Mariachi not only gave Perez closer ties with his family, it also gave the high school freshman one more reason to stay in school.

With soaring dropout rates among Hispanic students, mariachi education programs, long popular in parts of South Texas and California, are springing up in schools across the country to help keep the nation's largest and fastest-growing ethnic group academically engaged.

"You don't have to worry about your kids joining gangs, we provide the gang," says William Gradante, a master mariachi teacher and chairman of the National Association for Music Education's Mariachi Advisory Committee.

Daniel Sheehy, director and curator of Smithsonian Folkways Recordings in Washington DC, says hundreds of public schools have mariachi education programs. They're striking a hopeful chord in some unlikely places, from Washington state and Idaho to Illinois, Virginia and the Carolinas, often wherever there's an influx of Mexican immigrants.

Aside from encouraging Hispanic students, mariachi is bringing parents into schools who might have been too intimidated to visit before. School concerts are often packed with people who know all the old songs and are often heard singing along.

When their children come home wearing traditional mariachi garb and asking their advice on proper pronunciation of Spanish songs, the music becomes "a kind of cultural glue or family glue in some cases," Sheehy says.

"Families come from Mexico and don't speak English and two generations later their kids don't speak Spanish," he says. "Mariachi is kind of a bridge."

Mariachi is an alternative to traditional band, orchestra or choir for students who already love the music or seek exposure to something new. Ensembles typically include a couple of trumpets, a guitar, violins and ethnic instruments: two vihuelas (resembling little guitars) and a guitarron, the big-bellied bass.

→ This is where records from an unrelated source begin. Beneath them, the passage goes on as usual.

use crate::error::VenueError;
use base64::Engine;
use serde::{Deserialize, Serialize};
use sha2::{Digest, Sha256};
use smol_str::SmolStr;

/// API credentials for one venue account.
///
/// Which components are required varies per venue and is declared with a
/// [`CredentialsRequirement`]. Credentials are carried in a call-scoped parameter and resolved
/// against configured defaults with [`resolve_credentials`]; they are never read from process
/// globals.
#[derive(Debug, Clone, Default, Eq, PartialEq, Deserialize, Serialize)]
pub struct Credentials {
    #[serde(default)]
    pub key: String,
    #[serde(default)]
    pub secret: String,
    #[serde(default)]
    pub client_id: String,
    #[serde(default)]
    pub sub_account: String,
    #[serde(default)]
    pub pem_key: String,
    #[serde(default)]
    pub one_time_password: String,
}

impl Credentials {
    /// Determine if every component is empty.
    pub fn is_empty(&self) -> bool {
        self.key.is_empty()
            && self.secret.is_empty()
            && self.client_id.is_empty()
            && self.sub_account.is_empty()
            && self.pem_key.is_empty()
    }

    /// Validate this [`Credentials`] against the venue's [`CredentialsRequirement`], decoding a
    /// base64 secret in place exactly once if required.
    pub fn validate(&mut self, requirement: &CredentialsRequirement) -> Result<(), VenueError> {
        if self.is_empty() {
            return Err(VenueError::CredentialsEmpty);
        }
        if requirement.key && self.key.is_empty() {
            return Err(VenueError::RequiresKey);
        }
        if requirement.secret && self.secret.is_empty() {
            return Err(VenueError::RequiresSecret);
        }
        if requirement.client_id && self.client_id.is_empty() {
            return Err(VenueError::RequiresClientId);
        }
        if requirement.pem_key && self.pem_key.is_empty() {
            return Err(VenueError::RequiresPem);
        }
        if requirement.base64_secret && !self.secret.is_empty() {
            let decoded = base64::engine::general_purpose::STANDARD
                .decode(self.secret.as_bytes())
                .map_err(|error| VenueError::Base64DecodeFailure(error.to_string()))?;
            self.secret = String::from_utf8(decoded)
                .map_err(|error| VenueError::Base64DecodeFailure(error.to_string()))?;
        }
        Ok(())
    }

    /// Stable fingerprint identifying this credential set, used to partition the account
    /// balance registry so multiple keys coexist for the same venue.
    pub fn fingerprint(&self) -> CredentialsFingerprint {
        let mut hasher = Sha256::new();
        hasher.update(self.key.as_bytes());
        hasher.update(b"|");
        hasher.update(self.client_id.as_bytes());
        hasher.update(b"|");
        hasher.update(self.sub_account.as_bytes());
        let digest = hasher.finalize();
        CredentialsFingerprint(SmolStr::from(hex::encode(&digest[..8])))
    }
}

/// Stable identifier derived from credential components (never the secret).
#[derive(Debug, Clone, Eq, PartialEq, Ord, PartialOrd, Hash, Deserialize, Serialize)]
pub struct CredentialsFingerprint(pub SmolStr);

impl std::fmt::Display for CredentialsFingerprint {
    fn fmt(&self, f: &mut std::fmt::Formatter<'_>) -> std::fmt::Result {
        write!(f, "{}", self.0)
    }
}

/// Which [`Credentials`] components a venue requires.
#[derive(Debug, Copy, Clone, Default, Eq, PartialEq, Deserialize, Serialize)]
pub struct CredentialsRequirement {
    pub key: bool,
    pub secret: bool,
    pub client_id: bool,
    pub pem_key: bool,
    pub base64_secret: bool,
}

/// Resolve the [`Credentials`] for one operation: a call-scoped credential always beats the
/// configured default, and both absent is an error.
pub fn resolve_credentials<'a>(
    call_scoped: Option<&'a Credentials>,
    configured: Option<&'a Credentials>,
) -> Result<&'a Credentials, VenueError> {
    call_scoped
        .or(configured)
        .filter(|credentials| !credentials.is_empty())
        .ok_or(VenueError::CredentialsEmpty)
}

#[cfg(test)]
mod tests {
    use super::*;

    #[test]
    fn test_validate_missing_components() {
        struct TestCase {
            credentials: Credentials,
            requirement: CredentialsRequirement,
            expected: Result<(), VenueError>,
        }

        let tests = vec![
            TestCase {
                // TC0: empty credentials
                credentials: Credentials::default(),
                requirement: CredentialsRequirement::default(),
                expected: Err(VenueError::CredentialsEmpty),
            },
            TestCase {
                // TC1: key present, secret required but missing
                credentials: Credentials {
                    key: "key".to_string(),
                    ..Default::default()
                },
                requirement: CredentialsRequirement {
                    key: true,
                    secret: true,
                    ..Default::default()
                },
                expected: Err(VenueError::RequiresSecret),
            },
            TestCase {
                // TC2: key & secret present and required
                credentials: Credentials {
                    key: "key".to_string(),
                    secret: "secret".to_string(),
                    ..Default::default()
                },
                requirement: CredentialsRequirement {
                    key: true,
                    secret: true,
                    ..Default::default()
                },
                expected: Ok(()),
            },
            TestCase {
                // TC3: client id required but missing
                credentials: Credentials {
                    key: "key".to_string(),
                    secret: "secret".to_string(),
                    ..Default::default()
                },
                requirement: CredentialsRequirement {
                    client_id: true,
                    ..Default::default()
                },
                expected: Err(VenueError::RequiresClientId),
            },
        ];

        for (index, mut test) in tests.into_iter().enumerate() {
            let actual = test.credentials.validate(&test.requirement);
            match (actual, test.expected) {
                (Ok(()), Ok(())) => {}
                (Err(_), Err(_)) => {}
                (actual, expected) => {
                    panic!("TC{index} failed. \nActual: {actual:?}\nExpected: {expected:?}\n")
                }
            }
        }
    }

    #[test]
    fn test_validate_decodes_base64_secret_in_place() {
        let mut credentials = Credentials {
            key: "key".to_string(),
            secret: "aGFyYm9y".to_string(),
            ..Default::default()
        };

        credentials
            .validate(&CredentialsRequirement {
                secret: true,
                base64_secret: true,
                ..Default::default()
            })
            .unwrap();

        assert_eq!(credentials.secret, "harbor");
    }

    #[test]
    fn test_validate_rejects_malformed_base64() {
        let mut credentials = Credentials {
            secret: "not base64!!!".to_string(),
            ..Default::default()
        };

        assert!(matches!(
            credentials.validate(&CredentialsRequirement {
                base64_secret: true,
                ..Default::default()
            }),
            Err(VenueError::Base64DecodeFailure(_))
        ));
    }

    #[test]
    fn test_resolve_credentials_prefers_call_scope() {
        let call_scoped = Credentials {
            key: "call".to_string(),
            ..Default::default()
        };
        let configured = Credentials {
            key: "configured".to_string(),
            ..Default::default()
        };

        let resolved = resolve_credentials(Some(&call_scoped), Some(&configured)).unwrap();
        assert_eq!(resolved.key, "call");

        let resolved = resolve_credentials(None, Some(&configured)).unwrap();
        assert_eq!(resolved.key, "configured");

        assert!(matches!(
            resolve_credentials(None, None),
            Err(VenueError::CredentialsEmpty)
        ));
    }

    #[test]
    fn test_fingerprint_is_stable_and_distinct() {
        let a = Credentials {
            key: "key-a".to_string(),
            ..Default::default()
        };
        let b = Credentials {
            key: "key-b".to_string(),
            ..Default::default()
        };

        assert_eq!(a.fingerprint(), a.fingerprint());
        assert_ne!(a.fingerprint(), b.fingerprint());
    }
}
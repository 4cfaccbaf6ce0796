use super::Binance;
use crate::{
    Identifier,
    subscription::{Subscription, book::OrderBooksL2, trade::PublicTrades},
};
use serde::Serialize;

/// Type that defines how to translate a Harbor [`Subscription`] into a [`Binance`]
/// channel to be subscribed to.
///
/// See docs: <https://binance-docs.github.io/apidocs/spot/en/#websocket-market-streams>
/// See docs: <https://binance-docs.github.io/apidocs/futures/en/#websocket-market-streams>
#[derive(Copy, Clone, Eq, PartialEq, Ord, PartialOrd, Hash, Debug, Serialize)]
pub struct BinanceChannel(pub &'static str);

impl BinanceChannel {
    /// [`Binance`] real-time trades channel name.
    ///
    /// See docs: <https://binance-docs.github.io/apidocs/spot/en/#trade-streams>
    pub const TRADES: Self = Self("@trade");

    /// [`Binance`] OrderBook Level2 channel name (100ms delta updates).
    ///
    /// See docs: <https://binance-docs.github.io/apidocs/spot/en/#diff-depth-stream>
    /// See docs: <https://binance-docs.github.io/apidocs/futures/en/#diff-book-depth-streams>
    pub const ORDER_BOOK_L2: Self = Self("@depth@100ms");
}

impl<Server, Instrument> Identifier<BinanceChannel>
    for Subscription<Binance<Server>, Instrument, PublicTrades>
{
    fn id(&self) -> BinanceChannel {
        BinanceChannel::TRADES
    }
}

impl<Server, Instrument> Identifier<BinanceChannel>
    for Subscription<Binance<Server>, Instrument, OrderBooksL2>
{
    fn id(&self) -> BinanceChannel {
        BinanceChannel::ORDER_BOOK_L2
    }
}

impl AsRef<str> for BinanceChannel {
    fn as_ref(&self) -> &str {
        self.0
    }
}
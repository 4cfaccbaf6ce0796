/// Binance venue adapter: catalog fetching over the public REST API.
pub mod binance;
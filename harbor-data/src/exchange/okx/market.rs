use super::Okx;
use crate::{Identifier, instrument::MarketInstrument, subscription::Subscription};
use harbor_instrument::asset::AssetClass;
use serde::{Deserialize, Serialize};

/// Type that defines how to translate a Harbor [`Subscription`] into an [`Okx`]
/// market that can be subscribed to.
///
/// eg/ "BTC-USDT" (spot), "BTC-USDT-SWAP" (perpetual swap)
///
/// See docs: <https://www.okx.com/docs-v5/en/#websocket-api-public-channel>
#[derive(Clone, Eq, PartialEq, Ord, PartialOrd, Hash, Debug, Deserialize, Serialize)]
pub struct OkxMarket(pub String);

impl<Kind> Identifier<OkxMarket> for Subscription<Okx, MarketInstrument, Kind> {
    fn id(&self) -> OkxMarket {
        let pair = &self.instrument.key.pair;
        let market = match self.instrument.key.asset {
            AssetClass::PerpetualSwap => {
                format!("{}-{}-SWAP", pair.base, pair.quote).to_uppercase()
            }
            _ => format!("{}-{}", pair.base, pair.quote).to_uppercase(),
        };
        OkxMarket(market)
    }
}

impl AsRef<str> for OkxMarket {
    fn as_ref(&self) -> &str {
        &self.0
    }
}
use crate::error::VenueError;
use chrono::{DateTime, Utc};
use harbor_instrument::{Side, asset::AssetClass, exchange::VenueId, pair::Pair};
use rust_decimal::Decimal;
use serde::{Deserialize, Serialize};
use uuid::Uuid;

/// Client assigned order identifier, generated before submission so fills can be correlated
/// even if the venue acknowledgement is lost.
#[derive(Debug, Clone, Eq, PartialEq, Ord, PartialOrd, Hash, Deserialize, Serialize)]
pub struct ClientOrderId(pub Uuid);

impl ClientOrderId {
    pub fn random() -> Self {
        Self(Uuid::new_v4())
    }
}

impl std::fmt::Display for ClientOrderId {
    fn fmt(&self, f: &mut std::fmt::Formatter<'_>) -> std::fmt::Result {
        write!(f, "{}", self.0)
    }
}

/// Venue assigned order identifier, present once the venue has acknowledged the order.
#[derive(Debug, Clone, Eq, PartialEq, Ord, PartialOrd, Hash, Deserialize, Serialize)]
pub struct VenueOrderId(pub smol_str::SmolStr);

impl<S> From<S> for VenueOrderId
where
    S: Into<smol_str::SmolStr>,
{
    fn from(input: S) -> Self {
        Self(input.into())
    }
}

/// Type of an order.
#[derive(Debug, Copy, Clone, Eq, PartialEq, Deserialize, Serialize)]
#[serde(rename_all = "snake_case")]
pub enum OrderType {
    Market,
    Limit,
}

/// Time-in-force of an order.
#[derive(Debug, Copy, Clone, Default, Eq, PartialEq, Deserialize, Serialize)]
#[serde(rename_all = "snake_case")]
pub enum TimeInForce {
    #[default]
    GoodTilCancelled,
    ImmediateOrCancel,
    FillOrKill,
    PostOnly,
}

/// Order status lifecycle: `New → PartiallyFilled? → {Filled, Cancelled, Rejected, Expired}`.
///
/// Terminal states tombstone the order: no further transitions are legal.
#[derive(Debug, Copy, Clone, Eq, PartialEq, Deserialize, Serialize)]
#[serde(rename_all = "snake_case")]
pub enum OrderStatus {
    New,
    PartiallyFilled,
    Filled,
    Cancelled,
    Rejected,
    Expired,
}

impl OrderStatus {
    /// Determine if this [`OrderStatus`] is terminal.
    pub fn is_terminal(&self) -> bool {
        matches!(
            self,
            OrderStatus::Filled
                | OrderStatus::Cancelled
                | OrderStatus::Rejected
                | OrderStatus::Expired
        )
    }

    /// Determine if transitioning from this [`OrderStatus`] to `next` is legal.
    pub fn can_transition(&self, next: OrderStatus) -> bool {
        match self {
            OrderStatus::New => next != OrderStatus::New,
            OrderStatus::PartiallyFilled => {
                matches!(
                    next,
                    OrderStatus::PartiallyFilled
                        | OrderStatus::Filled
                        | OrderStatus::Cancelled
                        | OrderStatus::Expired
                )
            }
            status if status.is_terminal() => false,
            _ => false,
        }
    }
}

impl std::fmt::Display for OrderStatus {
    fn fmt(&self, f: &mut std::fmt::Formatter<'_>) -> std::fmt::Result {
        let status = match self {
            OrderStatus::New => "new",
            OrderStatus::PartiallyFilled => "partially_filled",
            OrderStatus::Filled => "filled",
            OrderStatus::Cancelled => "cancelled",
            OrderStatus::Rejected => "rejected",
            OrderStatus::Expired => "expired",
        };
        write!(f, "{status}")
    }
}

/// Normalised order record shared across venues.
#[derive(Debug, Clone, Eq, PartialEq, Deserialize, Serialize)]
pub struct Order {
    pub client_order_id: ClientOrderId,
    pub venue_order_id: Option<VenueOrderId>,
    pub venue: VenueId,
    pub pair: Pair,
    pub asset: AssetClass,
    pub side: Side,
    pub kind: OrderType,
    pub time_in_force: TimeInForce,
    pub price: Decimal,
    pub amount: Decimal,
    pub filled_amount: Decimal,
    pub average_fill_price: Decimal,
    pub status: OrderStatus,
    pub created_at: DateTime<Utc>,
    pub updated_at: DateTime<Utc>,
}

impl Order {
    /// Construct a fresh [`Order`] in [`OrderStatus::New`].
    pub fn new(
        venue: VenueId,
        pair: Pair,
        asset: AssetClass,
        side: Side,
        kind: OrderType,
        price: Decimal,
        amount: Decimal,
    ) -> Self {
        let now = Utc::now();
        Self {
            client_order_id: ClientOrderId::random(),
            venue_order_id: None,
            venue,
            pair,
            asset,
            side,
            kind,
            time_in_force: TimeInForce::default(),
            price,
            amount,
            filled_amount: Decimal::ZERO,
            average_fill_price: Decimal::ZERO,
            status: OrderStatus::New,
            created_at: now,
            updated_at: now,
        }
    }

    /// Transition this [`Order`] to the provided [`OrderStatus`], enforcing the lifecycle.
    pub fn transition(&mut self, next: OrderStatus) -> Result<(), VenueError> {
        if !self.status.can_transition(next) {
            return Err(VenueError::InvalidStatusTransition {
                from: self.status,
                to: next,
            });
        }
        self.status = next;
        self.updated_at = Utc::now();
        Ok(())
    }

    /// Record a fill, updating filled amount, average fill price and status.
    pub fn record_fill(&mut self, price: Decimal, amount: Decimal) -> Result<(), VenueError> {
        let next_filled = self.filled_amount + amount;
        if next_filled.is_zero() {
            return Ok(());
        }

        self.average_fill_price =
            (self.average_fill_price * self.filled_amount + price * amount) / next_filled;
        self.filled_amount = next_filled;

        let next_status = if self.filled_amount >= self.amount {
            OrderStatus::Filled
        } else {
            OrderStatus::PartiallyFilled
        };
        self.transition(next_status)
    }
}

#[cfg(test)]
mod tests {
    use super::*;
    use rust_decimal_macros::dec;

    fn order() -> Order {
        Order::new(
            VenueId::BinanceSpot,
            Pair::new("btc", "usdt"),
            AssetClass::Spot,
            Side::Buy,
            OrderType::Limit,
            dec!(100),
            dec!(2),
        )
    }

    #[test]
    fn test_status_lifecycle() {
        struct TestCase {
            from: OrderStatus,
            to: OrderStatus,
            expected: bool,
        }

        let tests = vec![
            TestCase {
                // TC0: new to partially filled
                from: OrderStatus::New,
                to: OrderStatus::PartiallyFilled,
                expected: true,
            },
            TestCase {
                // TC1: new straight to filled
                from: OrderStatus::New,
                to: OrderStatus::Filled,
                expected: true,
            },
            TestCase {
                // TC2: partially filled to rejected is illegal
                from: OrderStatus::PartiallyFilled,
                to: OrderStatus::Rejected,
                expected: false,
            },
            TestCase {
                // TC3: terminal states are tombstoned
                from: OrderStatus::Filled,
                to: OrderStatus::Cancelled,
                expected: false,
            },
            TestCase {
                // TC4: cancelled is tombstoned
                from: OrderStatus::Cancelled,
                to: OrderStatus::New,
                expected: false,
            },
        ];

        for (index, test) in tests.into_iter().enumerate() {
            assert_eq!(
                test.from.can_transition(test.to),
                test.expected,
                "TC{index} failed"
            );
        }
    }

    #[test]
    fn test_record_fill_partial_then_complete() {
        let mut order = order();

        order.record_fill(dec!(100), dec!(1)).unwrap();
        assert_eq!(order.status, OrderStatus::PartiallyFilled);
        assert_eq!(order.average_fill_price, dec!(100));

        order.record_fill(dec!(110), dec!(1)).unwrap();
        assert_eq!(order.status, OrderStatus::Filled);
        assert_eq!(order.filled_amount, dec!(2));
        assert_eq!(order.average_fill_price, dec!(105));
    }

    #[test]
    fn test_transition_rejects_illegal_move() {
        let mut order = order();
        order.transition(OrderStatus::Filled).unwrap();
        assert!(matches!(
            order.transition(OrderStatus::Cancelled),
            Err(VenueError::InvalidStatusTransition { .. })
        ));
    }
}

"It's really a very high art form that requires virtuosity playing," says Alan Lambert, mariachi director for the Grand Prairie School District, near Dallas, Texas.

Lambert, who launched the mariachi program in his district two years ago, says most people in the US have not been exposed to the music's serious side. He shadowed a mariachi group in Guadalajara, Mexico, last summer where musicians played some of the best violins in the world: a Stradivarius and a Guarnerius.

The American Southwest hosts many mariachi festivals and "the level of musicianship is incredibly high," says Donna Emmanuel, a music education professor at the University of North Texas who teaches the history of mariachi to teens at a mariachi summer camp.

In Texas, where 500,000 students participate in music classes, mariachi ensembles are competing for the first time this year for bragging rights through the University Interscholastic League.

Although some see the sanctioned statewide competition as further proof of mariachi's acceptance, others say it comes at a cost.

Traditionally, mariachi stems from an aural tradition, passed down from musician to musician because little was written and improvisation played a role.

Some purists worry that the budding standardization in the classroom will kill the celebratory, spontaneous nature of the music, in the way that jazz has become more academic.